Por Emilio Jurado Naón

En una época hiperinformada todo acontecimiento se ve sometido al comentario, el análisis, la opinión y la documentación fotográfica, al instante. Ya la Sopa de Wuhan, el PDF que circuló en los primeros meses de pandemia y que reunía textos de reconocidos pensadores del hemisferio norte, había anticipado el final del capitalismo y, como queda en evidencia, se equivocó. La inmediatez, la prisa, la falta de perspectiva o distancia respecto de los hechos pueden conducir a análisis errados, predicciones fallidas o, lo que es aun más terrible para un lector, el cliché.

El caso del estallido social en Chile, que comenzó en octubre del 2019 pero sigue activo, correría el mismo riesgo de hiperanálisis apurado u opinología del lugar común si no fuera por libros como La mantis en el metro, de Germán Carrasco, una publicación que sube la vara en cuanto a la reflexión sobre las repercusiones sociales, políticas y estéticas de este proceso aún en curso.
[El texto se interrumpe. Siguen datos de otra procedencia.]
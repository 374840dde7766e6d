//! Acquisition date shape validation.

use std::sync::LazyLock;

use asset_model::FieldKey;
use regex::Regex;

use crate::issue::Issue;

/// `YYYY-MM-DD` by shape only; month and day ranges are not checked.
static DATE_REGEX: LazyLock<Regex> =
    LazyLock::new(|| Regex::new(r"^[0-9]{4}-[0-9]{2}-[0-9]{2}$").expect("Invalid date regex"));

pub fn check(field: FieldKey, value: &str) -> Option<Issue> {
    if field != FieldKey::AcquisitionDate || value.is_empty() {
        return None;
    }
    (!DATE_REGEX.is_match(value)).then_some(Issue::InvalidDate { field })
}
//! `--map COLUMN=FIELD` arguments.

use std::fmt;

use asset_model::FieldKey;

/// Values of FIELD meaning "don't import this column".
const SKIP_VALUES: [&str; 3] = ["none", "skip", "-"];

/// A manual mapping given on the command line.
#[derive(Debug, Clone, PartialEq, Eq)]
pub struct MappingOverride {
    pub column: String,
    pub field: Option<FieldKey>,
}

impl fmt::Display for MappingOverride {
    fn fmt(&self, f: &mut fmt::Formatter<'_>) -> fmt::Result {
        match self.field {
            Some(field) => write!(f, "{}={}", self.column, field),
            None => write!(f, "{}=none", self.column),
        }
    }
}

/// Parses `COLUMN=FIELD`. The split is at the last `=`, so column headers
/// may themselves contain `=`.
pub fn parse_mapping_override(raw: &str) -> Result<MappingOverride, String> {
    let (column, field) = raw
        .rsplit_once('=')
        .ok_or_else(|| format!("expected COLUMN=FIELD, got '{raw}'"))?;
    let column = column.trim();
    if column.is_empty() {
        return Err(format!("missing column name in '{raw}'"));
    }
    let field = field.trim();
    let field = if SKIP_VALUES.iter().any(|v| v.eq_ignore_ascii_case(field)) {
        None
    } else {
        Some(field.parse::<FieldKey>().map_err(|err| {
            let known: Vec<&str> = FieldKey::ALL.iter().map(|f| f.key()).collect();
            format!("{err} (expected one of: {}, none)", known.join(", "))
        })?)
    };
    Ok(MappingOverride {
        column: column.to_string(),
        field,
    })
}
“En plena revuelta de octubre, un poeta escribió en la revista Santiago que no había que subrayar los libros. Esa era su preocupación mientras la revuelta convertía a Santiago en un enorme libro subrayado, rayado, todo lo reprimido y censurado estaba siendo puesto de una vez en las páginas de la ciudad”, escribe Carrasco en el ensayo que cierra el volumen y que se titula, elocuentemente, “Bajadas de línea”. Porque, en un registro desembozado y coloquial, que hace recurso del ritornelo y la digresión como elementos propios de una estética oral, esta colección de ensayos sobre cine, pintura, música, transformaciones urbanas, poesía y política, tácticas de supervivencia entre los insectos, botánica y cultura adolescente durante la transición democrática (entre otros tópicos) tiene a la revuelta como desencadenante y a la crítica del lenguaje como preocupación general.
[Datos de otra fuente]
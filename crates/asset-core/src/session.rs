//! Import session: one upload flowing through parse, map, validate and
//! transform.
//!
//! Reading a file happens outside the session. A caller takes an
//! [`UploadTicket`] with [`ImportSession::begin_upload`], reads the file,
//! then hands the outcome to [`ImportSession::complete_upload`]. Only the
//! most recent ticket is accepted, so a slow read that finishes after a
//! newer upload started cannot overwrite it. A failed read puts the
//! session in [`SessionState::ReadFailed`] instead of leaving it stuck.

use std::fmt;
use std::path::Path;

use asset_ingest::{IngestError, build_column_profiles, parse_csv_text, read_import_text};
use asset_map::{MappingState, MappingSummary};
use asset_model::{ColumnProfile, FieldKey, ImportedRecord, RawTable, ValidationReport};
use asset_transform::transform_table;
use asset_validate::{can_proceed, validate_table};
use tracing::{debug, info, warn};

use crate::error::{Result, SessionError};
use crate::options::ImportOptions;

/// Step of the import workflow.
#[derive(Debug, Clone, Copy, PartialEq, Eq)]
pub enum SessionState {
    /// Nothing uploaded yet.
    Idle,
    /// An upload is being read.
    Reading,
    /// The last read failed.
    ReadFailed,
    /// File parsed; columns may be (re)mapped.
    Mapping,
    /// Findings are available for the current mapping.
    Validated,
    /// Records were produced.
    Completed,
}

impl SessionState {
    pub fn as_str(self) -> &'static str {
        match self {
            Self::Idle => "idle",
            Self::Reading => "reading",
            Self::ReadFailed => "read-failed",
            Self::Mapping => "mapping",
            Self::Validated => "validated",
            Self::Completed => "completed",
        }
    }

    fn can_map(self) -> bool {
        matches!(self, Self::Mapping | Self::Validated)
    }
}

impl fmt::Display for SessionState {
    fn fmt(&self, f: &mut fmt::Formatter<'_>) -> fmt::Result {
        f.write_str(self.as_str())
    }
}

/// Handle for one in-flight upload.
#[derive(Debug, Clone, Copy, PartialEq, Eq, Hash)]
pub struct UploadTicket(u64);

impl UploadTicket {
    pub fn id(self) -> u64 {
        self.0
    }
}

#[derive(Debug)]
pub struct ImportSession {
    options: ImportOptions,
    state: SessionState,
    last_ticket: u64,
    pending: Option<UploadTicket>,
    table: RawTable,
    mapping: MappingState,
    report: Option<ValidationReport>,
    records: Vec<ImportedRecord>,
    read_error: Option<String>,
}

impl Default for ImportSession {
    fn default() -> Self {
        Self::new(ImportOptions::default())
    }
}

impl ImportSession {
    pub fn new(options: ImportOptions) -> Self {
        Self {
            options,
            state: SessionState::Idle,
            last_ticket: 0,
            pending: None,
            table: RawTable::default(),
            mapping: MappingState::default(),
            report: None,
            records: Vec::new(),
            read_error: None,
        }
    }

    pub fn state(&self) -> SessionState {
        self.state
    }

    pub fn options(&self) -> &ImportOptions {
        &self.options
    }

    /// Starts a new upload, superseding any upload still being read.
    ///
    /// Data from the previous upload is dropped, so nothing can be imported
    /// until the new read completes.
    pub fn begin_upload(&mut self) -> UploadTicket {
        self.last_ticket += 1;
        let ticket = UploadTicket(self.last_ticket);
        if let Some(previous) = self.pending.replace(ticket) {
            debug!(previous = previous.id(), current = ticket.id(), "upload superseded");
        }
        self.state = SessionState::Reading;
        self.read_error = None;
        self.table = RawTable::default();
        self.mapping = MappingState::default();
        self.report = None;
        self.records.clear();
        ticket
    }

    /// Delivers the outcome of reading the file for `ticket`.
    ///
    /// Stale tickets are rejected and leave the session untouched.
    pub fn complete_upload(
        &mut self,
        ticket: UploadTicket,
        outcome: std::result::Result<String, IngestError>,
    ) -> Result<()> {
        if self.pending != Some(ticket) {
            warn!(ticket = ticket.id(), "ignoring stale upload");
            return Err(SessionError::StaleUpload {
                ticket: ticket.id(),
                current: self.pending.map(UploadTicket::id),
            });
        }
        self.pending = None;
        match outcome {
            Ok(text) => {
                self.load(&text);
                Ok(())
            }
            Err(err) => {
                warn!(error = %err, "upload read failed");
                self.state = SessionState::ReadFailed;
                self.read_error = Some(err.to_string());
                Err(SessionError::Read(err))
            }
        }
    }

    /// Loads already-decoded text as a fresh upload.
    pub fn load_text(&mut self, text: &str) -> Result<()> {
        let ticket = self.begin_upload();
        self.complete_upload(ticket, Ok(text.to_string()))
    }

    /// Reads and loads a file as a fresh upload.
    pub fn load_file(&mut self, path: &Path) -> Result<()> {
        let ticket = self.begin_upload();
        self.complete_upload(ticket, read_import_text(path))
    }

    fn load(&mut self, text: &str) {
        if let Some(limit) = self.options.max_file_bytes
            && text.len() as u64 > limit
        {
            warn!(bytes = text.len(), limit, "import file exceeds advisory size");
        }
        self.table = parse_csv_text(text);
        self.mapping = MappingState::new(build_column_profiles(&self.table));
        if self.options.auto_map {
            self.mapping.auto_map();
        }
        self.report = None;
        self.records.clear();
        self.state = SessionState::Mapping;
        info!(
            columns = self.table.column_count(),
            rows = self.table.row_count(),
            "{} rows detected",
            self.table.row_count()
        );
    }

    /// Message of the last failed read, if the session is in `ReadFailed`.
    pub fn read_error(&self) -> Option<&str> {
        self.read_error.as_deref()
    }

    pub fn table(&self) -> &RawTable {
        &self.table
    }

    /// Number of non-blank data rows in the current upload.
    pub fn row_count(&self) -> usize {
        self.table.row_count()
    }

    pub fn columns(&self) -> &[ColumnProfile] {
        self.mapping.columns()
    }

    pub fn mapping_summary(&self) -> MappingSummary {
        self.mapping.summary()
    }

    fn ensure_mappable(&mut self, action: &'static str) -> Result<()> {
        if !self.state.can_map() {
            return Err(SessionError::InvalidState {
                action,
                state: self.state,
            });
        }
        self.report = None;
        self.state = SessionState::Mapping;
        Ok(())
    }

    /// Re-runs the heuristic mapper; returns the number of changed columns.
    pub fn auto_map(&mut self) -> Result<usize> {
        self.ensure_mappable("auto-map")?;
        Ok(self.mapping.auto_map())
    }

    pub fn set_mapping(&mut self, index: usize, field: Option<FieldKey>) -> Result<()> {
        self.ensure_mappable("change mapping")?;
        self.mapping.set_mapping(index, field)?;
        Ok(())
    }

    pub fn set_mapping_by_name(&mut self, name: &str, field: Option<FieldKey>) -> Result<()> {
        self.ensure_mappable("change mapping")?;
        self.mapping.set_mapping_by_name(name, field)?;
        Ok(())
    }

    /// Validates the current mapping.
    pub fn validate(&mut self) -> Result<&ValidationReport> {
        if !self.state.can_map() {
            return Err(SessionError::InvalidState {
                action: "validate",
                state: self.state,
            });
        }
        let report = validate_table(&self.table, self.mapping.columns());
        self.state = SessionState::Validated;
        Ok(self.report.insert(report))
    }

    pub fn report(&self) -> Option<&ValidationReport> {
        self.report.as_ref()
    }

    /// Runs the validation gate and, when it passes, builds the records.
    ///
    /// With blocking errors the session returns to the mapping step and
    /// the report stays available for remediation.
    pub fn import(&mut self) -> Result<&[ImportedRecord]> {
        if !self.state.can_map() {
            return Err(SessionError::InvalidState {
                action: "import",
                state: self.state,
            });
        }
        if self.state == SessionState::Mapping || self.report.is_none() {
            self.validate()?;
        }
        let report = self.report.as_ref().ok_or(SessionError::InvalidState {
            action: "import",
            state: self.state,
        })?;
        if !can_proceed(report) {
            let count = report.error_count();
            warn!(errors = count, "import blocked");
            self.state = SessionState::Mapping;
            return Err(SessionError::BlockingErrors { count });
        }
        self.records = transform_table(&self.table, self.mapping.columns());
        self.state = SessionState::Completed;
        info!(records = self.records.len(), "import completed");
        Ok(&self.records)
    }

    /// Runs [`import`](Self::import) and hands the records to `on_complete`.
    pub fn import_with<F>(&mut self, on_complete: F) -> Result<()>
    where
        F: FnOnce(Vec<ImportedRecord>),
    {
        self.import()?;
        on_complete(std::mem::take(&mut self.records));
        Ok(())
    }

    pub fn records(&self) -> &[ImportedRecord] {
        &self.records
    }

    /// Consumes the session, returning the imported records.
    pub fn into_records(self) -> Vec<ImportedRecord> {
        self.records
    }

    /// Drops the current upload and returns to `Idle`.
    pub fn reset(&mut self) {
        let options = self.options;
        let last_ticket = self.last_ticket;
        *self = Self::new(options);
        self.last_ticket = last_ticket;
    }
}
El gran enemigo de estos “apuntes sobre memoria reciente, poéticas y revuelta” es lo que Carrasco llama “dictadura de los formatos”, esquema de pensamiento que rastrea tanto en el sistema institucional chileno, partidario y cultural, como en las prácticas y los discursos sociales. Con la fuerza centrípeta desencadenada por las manifestaciones en la Zona Cero de Santiago de Chile, La mantis en el metro se mueve entre los límites de una paradoja: publicar lo impublicable. “La primavera de octubre o la revuelta era una oportunidad para lo que nadie publicaría: lo subversivo, lo raro, lo escrito a mano alzada. Lo que está fuera de la literatura, lo que definitivamente está fuera de la literatura”. Y, en contra de “la superstición de la coherencia” (que el poeta ve como síntoma de una sociedad estandarizada y autoritaria), estos ensayos se proponen como texto inestable: la primera persona, la anécdota, la viñeta, los pasajes de ficción y el escarmiento son recursos frecuentes mediante los que Germán Carrasco construye una posición singular en el panorama literario. Es una posición, por momentos, incómoda; por lo tanto, infrecuente. En la discusión contra cierto feminismo (por punitivista o por clasista), contra la performance o la pretendida vanguardia poética (por paqueta y sin swing), contra el pensamiento político de izquierda y de derecha (por elitistas o verticalistas), incluso contra quienes se oponen a la construcción de edificios de departamentos, Carrasco habla desde un lugar solitario, con la soledad de un francotirador o de un amante de la escalada en alta montaña. Esa posición, sin embargo, que aboga por la experiencia de primera mano (la calle que les falta a los “cuicos”), por la poesía de en baja voz, por el camuflaje adaptativo de los bichos palo, por la contradicción y la falta de formatos preestablecidos, es la que le permite a Carrasco una reflexión proteica sobre acontecimientos quizás demasiado recientes, que tenga consecuencias sonantes en la percepción social y estética.

“La labor de la poesía es instalar y desinstalar palabras que portan prejuicios o modifican políticas”, anota Carrasco en su ensayo bajalínea. Justamente la voluntad de desinstalar prejuicios y preconceptos arraigados en la cultura contemporánea es lo que motoriza las anotaciones, casi conversadas al calor de los acontecimientos, de La mantis en el metro.